*What the task requires*: Check every line below for the word "BoundaryType" and copy each one that has it.
[Extracted data Boundary: Start]
//! Seed detection
//!
//! A seed is a single pixel marking the centre of one object inside a
//! clump. Seeds are the local maxima of a signal raster: the smoothed
//! intensity, the distance transform of the foreground, or a
//! Laplacian-of-Gaussian blob response. Each plateau or cluster of equal
//! maxima collapses to one pixel.

use crate::config::{FWHM_PER_SIGMA, SegmentationConfig, SizeSetting, UnclumpStrategy};
use crate::error::{SegmentError, SegmentResult};
use rand::Rng;
use unclump_core::{LabelMap, Mask, Raster, otsu_masked};
use unclump_filter::{
    laplacian_of_gaussian, max_filter, resample_bilinear, resample_nearest, smooth,
};
use unclump_morph::{Sel, shrink_to_points};
use unclump_region::{
    BoundaryCondition, ConnectivityType, component_stats, distance_transform,
    label_connected_components,
};

/// Upper bound of the uniform jitter added to the distance transform
pub const SHAPE_JITTER: f32 = 0.001;

/// Histogram resolution of the automatic LoG threshold
const LOG_THRESHOLD_BINS: usize = 256;

/// Signal whose maxima become seeds
#[derive(Debug, Clone)]
pub struct SeedSignal {
    /// The raster searched for maxima
    pub signal: Raster,
    /// The jittered distance transform, when the shape strategy built one
    pub distance: Option<Raster>,
}

/// Build the seed signal for `strategy`
///
/// `foreground` is the labeled foreground; `mask` the validity mask. The
/// generator is only drawn from by [`UnclumpStrategy::Shape`].
///
/// # Errors
///
/// Returns `SegmentError::UnsupportedStrategyCombination` for
/// [`UnclumpStrategy::None`], and propagates filter failures.
pub fn seed_signal<R: Rng + ?Sized>(
    strategy: UnclumpStrategy,
    raster: &Raster,
    mask: &Mask,
    foreground: &LabelMap,
    config: &SegmentationConfig,
    rng: &mut R,
) -> SegmentResult<SeedSignal> {
    match strategy {
        UnclumpStrategy::Intensity => {
            let sigma = config.smoothing_filter_size() / FWHM_PER_SIGMA;
            let signal = smooth(raster, Some(mask), sigma)?;
            Ok(SeedSignal {
                signal,
                distance: None,
            })
        }
        UnclumpStrategy::Shape => {
            let mut distance =
                distance_transform(&foreground.to_mask(), BoundaryCondition::Foreground)?;
            for v in distance.data_mut() {
                *v += rng.random::<f32>() * SHAPE_JITTER;
            }
            Ok(SeedSignal {
                signal: distance.clone(),
                distance: Some(distance),
            })
        }
        UnclumpStrategy::Log => {
            let signal = log_signal(
                raster,
                mask,
                config.effective_log_diameter(),
                config.resize_factor(),
                config.log_threshold,
            )?;
            Ok(SeedSignal {
                signal,
                distance: None,
            })
        }
        UnclumpStrategy::None => Err(SegmentError::UnsupportedStrategyCombination(
            "seed detection requested with unclump strategy 'none'".into(),
        )),
    }
}

/// Thresholded Laplacian-of-Gaussian response of the inverted raster
///
/// With `factor < 1` the filter runs on a shrunken copy and the response
/// is scaled back up. The response is stretched to `[0, 1]` over the mask,
/// then everything at or below the threshold becomes 0.
fn log_signal(
    raster: &Raster,
    mask: &Mask,
    diameter: f32,
    factor: f32,
    threshold: SizeSetting,
) -> SegmentResult<Raster> {
    let (w, h) = raster.dimensions();
    let mut sigma = diameter / FWHM_PER_SIGMA;
    let mut diameter = diameter;

    let shrunk = factor < 1.0;
    let (image, image_mask) = if shrunk {
        let sw = (w as f32 * factor + 1.0) as u32;
        let sh = (h as f32 * factor + 1.0) as u32;
        let image = resample_bilinear(raster, sw, sh, factor)?;
        let image_mask =
            resample_bilinear(&mask.to_raster(), sw, sh, factor)?.map(|v| v > 0.99);
        diameter = diameter * factor + 1.0;
        sigma *= factor;
        (image, image_mask)
    } else {
        (raster.clone(), mask.clone())
    };

    let normalized = image.stretch(Some(&image_mask))?.map(|v| 1.0 - v);
    let size = (diameter * 3.0 / 2.0) as u32;
    let mut response = laplacian_of_gaussian(&normalized, &image_mask, size, sigma)?;
    if shrunk {
        response = resample_bilinear(&response, w, h, 1.0 / factor)?;
    }

    let response = response.stretch(Some(mask))?;
    let level = match threshold {
        SizeSetting::Manual(v) => v,
        SizeSetting::Auto => otsu_masked(&response, mask, 0.0, 1.0, LOG_THRESHOLD_BINS)?,
    };
    log::trace!(
        "log_signal: diameter {:.1}, sigma {:.2}, threshold {:.3}",
        diameter,
        sigma,
        level
    );
    Ok(response.map(|v| v.max(level) - level))
}

/// Find one seed per local maximum of `signal` inside the foreground
///
/// A pixel is a maximum when it is positive and no pixel within
/// `disk_radius` is larger. With `resize_factor < 1` the search runs on a
/// bilinear downsample and the maxima are scaled back with nearest
/// neighbour. Touching maxima shrink to one pixel per 8-connected cluster;
/// a cluster that would stop at a ring keeps only the pixel closest to its
/// centroid. Seeds outside the labeled foreground are dropped.
///
/// # Errors
///
/// Returns `SegmentError::InvalidInput` for a zero disk radius or a resize
/// factor outside `(0, 1]`, and a dimension mismatch if `foreground`
/// differs in size.
pub fn find_seeds(
    signal: &Raster,
    foreground: &LabelMap,
    disk_radius: u32,
    resize_factor: f32,
) -> SegmentResult<Mask> {
    if disk_radius == 0 {
        return Err(SegmentError::InvalidInput(
            "maxima suppression radius must be at least 1".to_string(),
        ));
    }
    if !(resize_factor > 0.0 && resize_factor <= 1.0) {
        return Err(SegmentError::InvalidInput(format!(
            "resize factor must be in (0, 1], got {}",
            resize_factor
        )));
    }
    signal.check_same_size(foreground)?;
    let (w, h) = signal.dimensions();

    let search = if resize_factor < 1.0 {
        let sw = (w as f32 * resize_factor).ceil() as u32;
        let sh = (h as f32 * resize_factor).ceil() as u32;
        resample_bilinear(signal, sw.max(1), sh.max(1), resize_factor)?
    } else {
        signal.clone()
    };

    let sel = Sel::create_disk(disk_radius)?;
    let neighbourhood = max_filter(&search, &sel)?;
    let mut maxima = search.zip_map(&neighbourhood, |v, m| v > 0.0 && v >= m)?;
    if resize_factor < 1.0 {
        maxima = resample_nearest(&maxima, w, h)?;
    }

    let points = single_points(&maxima)?;
    let seeds = points.zip_map(foreground, |p, label| p && label != 0)?;
    log::trace!(
        "find_seeds: {} maxima pixels, {} seeds (radius {}, factor {:.3})",
        maxima.count(),
        seeds.count(),
        disk_radius,
        resize_factor
    );
    Ok(seeds)
}

/// Shrink each 8-connected cluster of `maxima` to exactly one pixel
fn single_points(maxima: &Mask) -> SegmentResult<Mask> {
    let mut points = shrink_to_points(maxima)?;
    let (clusters, count) = label_connected_components(maxima, ConnectivityType::EightWay)?;

    let mut remaining = vec![0u32; count as usize + 1];
    for (&p, &c) in points.data().iter().zip(clusters.data()) {
        if p {
            remaining[c as usize] += 1;
        }
    }
    if remaining.iter().all(|&n| n <= 1) {
        return Ok(points);
    }

    // clusters enclosing background stop at a ring; keep the pixel nearest
    // the cluster centroid
    let mut centroids = vec![(0.0f32, 0.0f32); count as usize + 1];
    for component in component_stats(&clusters) {
        centroids[component.label as usize] = component.centroid;
    }
    let mut best: Vec<Option<(f32, usize)>> = vec![None; count as usize + 1];
    for (i, (&p, &c)) in points.data().iter().zip(clusters.data()).enumerate() {
        let c = c as usize;
        if !p || remaining[c] <= 1 {
            continue;
        }
        let (cx, cy) = centroids[c];
        let (x, y) = points.coords(i);
        let d = (x as f32 - cx).powi(2) + (y as f32 - cy).powi(2);
        if best[c].is_none_or(|(bd, _)| d < bd) {
            best[c] = Some((d, i));
        }
    }
    for (i, v) in points.data_mut().iter_mut().enumerate() {
        let c = clusters.data()[i] as usize;
        if *v && remaining[c] > 1 {
            *v = best[c].is_some_and(|(_, keep)| keep == i);
        }
    }
    Ok(points)
}
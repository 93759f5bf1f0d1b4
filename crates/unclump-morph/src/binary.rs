//! Binary morphology on masks
//!
//! Pixels outside the grid are treated as background for both erosion and
//! dilation, so erosion clears everything within reach of the grid edge.

use crate::{MorphResult, Sel};
use unclump_core::Mask;

/// Dilate a mask
///
/// A pixel is set if any hit of the SEL, placed at that pixel, covers a
/// set source pixel.
pub fn dilate(mask: &Mask, sel: &Sel) -> MorphResult<Mask> {
    let hit_offsets: Vec<_> = sel.hit_offsets().collect();
    let mut out = Mask::new(mask.width(), mask.height())?;

    for y in 0..mask.height() {
        for x in 0..mask.width() {
            let hit = hit_offsets.iter().any(|&(dx, dy)| {
                mask.get_signed(x as i64 - dx as i64, y as i64 - dy as i64)
                    .unwrap_or(false)
            });
            if hit {
                out.set_unchecked(x, y, true);
            }
        }
    }

    Ok(out)
}

/// Erode a mask
///
/// A pixel stays set only if every hit of the SEL, placed at that pixel,
/// covers a set source pixel. Hits that fall outside the grid count as
/// unset.
pub fn erode(mask: &Mask, sel: &Sel) -> MorphResult<Mask> {
    let hit_offsets: Vec<_> = sel.hit_offsets().collect();
    let mut out = Mask::new(mask.width(), mask.height())?;

    for y in 0..mask.height() {
        for x in 0..mask.width() {
            if !mask.get_unchecked(x, y) {
                continue;
            }
            let keep = hit_offsets.iter().all(|&(dx, dy)| {
                mask.get_signed(x as i64 + dx as i64, y as i64 + dy as i64)
                    .unwrap_or(false)
            });
            if keep {
                out.set_unchecked(x, y, true);
            }
        }
    }

    Ok(out)
}

/// Boundary type for [`extract_boundary`].
#[derive(Debug, Clone, Copy, PartialEq, Eq)]
pub enum BoundaryType {
    /// Background boundary: pixels just outside the set region.
    /// Computed as dilation AND NOT original.
    Outer,
    /// Foreground boundary: set pixels on the inner edge of the region.
    /// Computed as original AND NOT erosion.
    Inner,
}

/// Extract boundary pixels of a mask with respect to a SEL
///
/// With [`BoundaryType::Inner`] and a 3x3 cross, this is the set of mask
/// pixels that have a 4-neighbour outside the mask (or outside the grid).
pub fn extract_boundary(mask: &Mask, sel: &Sel, boundary_type: BoundaryType) -> MorphResult<Mask> {
    let boundary = match boundary_type {
        BoundaryType::Outer => dilate(mask, sel)?.and_not(mask)?,
        BoundaryType::Inner => mask.and_not(&erode(mask, sel)?)?,
    };
    Ok(boundary)
}

#[cfg(test)]
mod tests {
    use super::*;

    fn square_mask() -> Mask {
        // 7x7 with a 3x3 block at (2..=4, 2..=4)
        Mask::from_fn(7, 7, |x, y| (2..=4).contains(&x) && (2..=4).contains(&y)).unwrap()
    }

    #[test]
    fn test_erode_dilate_square() {
        let mask = square_mask();
        let sel = Sel::create_square(3).unwrap();
        let eroded = erode(&mask, &sel).unwrap();
        assert_eq!(eroded.count(), 1);
        assert_eq!(eroded.get(3, 3), Some(true));

        let dilated = dilate(&mask, &sel).unwrap();
        assert_eq!(dilated.count(), 25);
    }

    #[test]
    fn test_erode_grid_edge_is_background() {
        let mask = Mask::new_with_value(4, 3, true).unwrap();
        let cross = Sel::create_cross(3).unwrap();
        let eroded = erode(&mask, &cross).unwrap();
        // only the two interior pixels survive
        assert_eq!(eroded.count(), 2);
        assert_eq!(eroded.get(1, 1), Some(true));
        assert_eq!(eroded.get(2, 1), Some(true));
    }

    #[test]
    fn test_extract_boundary() {
        let mask = square_mask();
        let cross = Sel::create_cross(3).unwrap();
        let inner = extract_boundary(&mask, &cross, BoundaryType::Inner).unwrap();
        assert_eq!(inner.count(), 8);
        assert_eq!(inner.get(3, 3), Some(false));

        let outer = extract_boundary(&mask, &cross, BoundaryType::Outer).unwrap();
        assert_eq!(outer.count(), 12);
    }
}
[Extracted data Boundary: End]
*Solution to this task*:
pub enum BoundaryType {
/// With [`BoundaryType::Inner`] and a 3x3 cross, this is the set of mask
pub fn extract_boundary(mask: &Mask, sel: &Sel, boundary_type: BoundaryType) -> MorphResult<Mask> {
        BoundaryType::Outer => dilate(mask, sel)?.and_not(mask)?,
        BoundaryType::Inner => mask.and_not(&erode(mask, sel)?)?,
        let inner = extract_boundary(&mask, &cross, BoundaryType::Inner).unwrap();
        let outer = extract_boundary(&mask, &cross, BoundaryType::Outer).unwrap();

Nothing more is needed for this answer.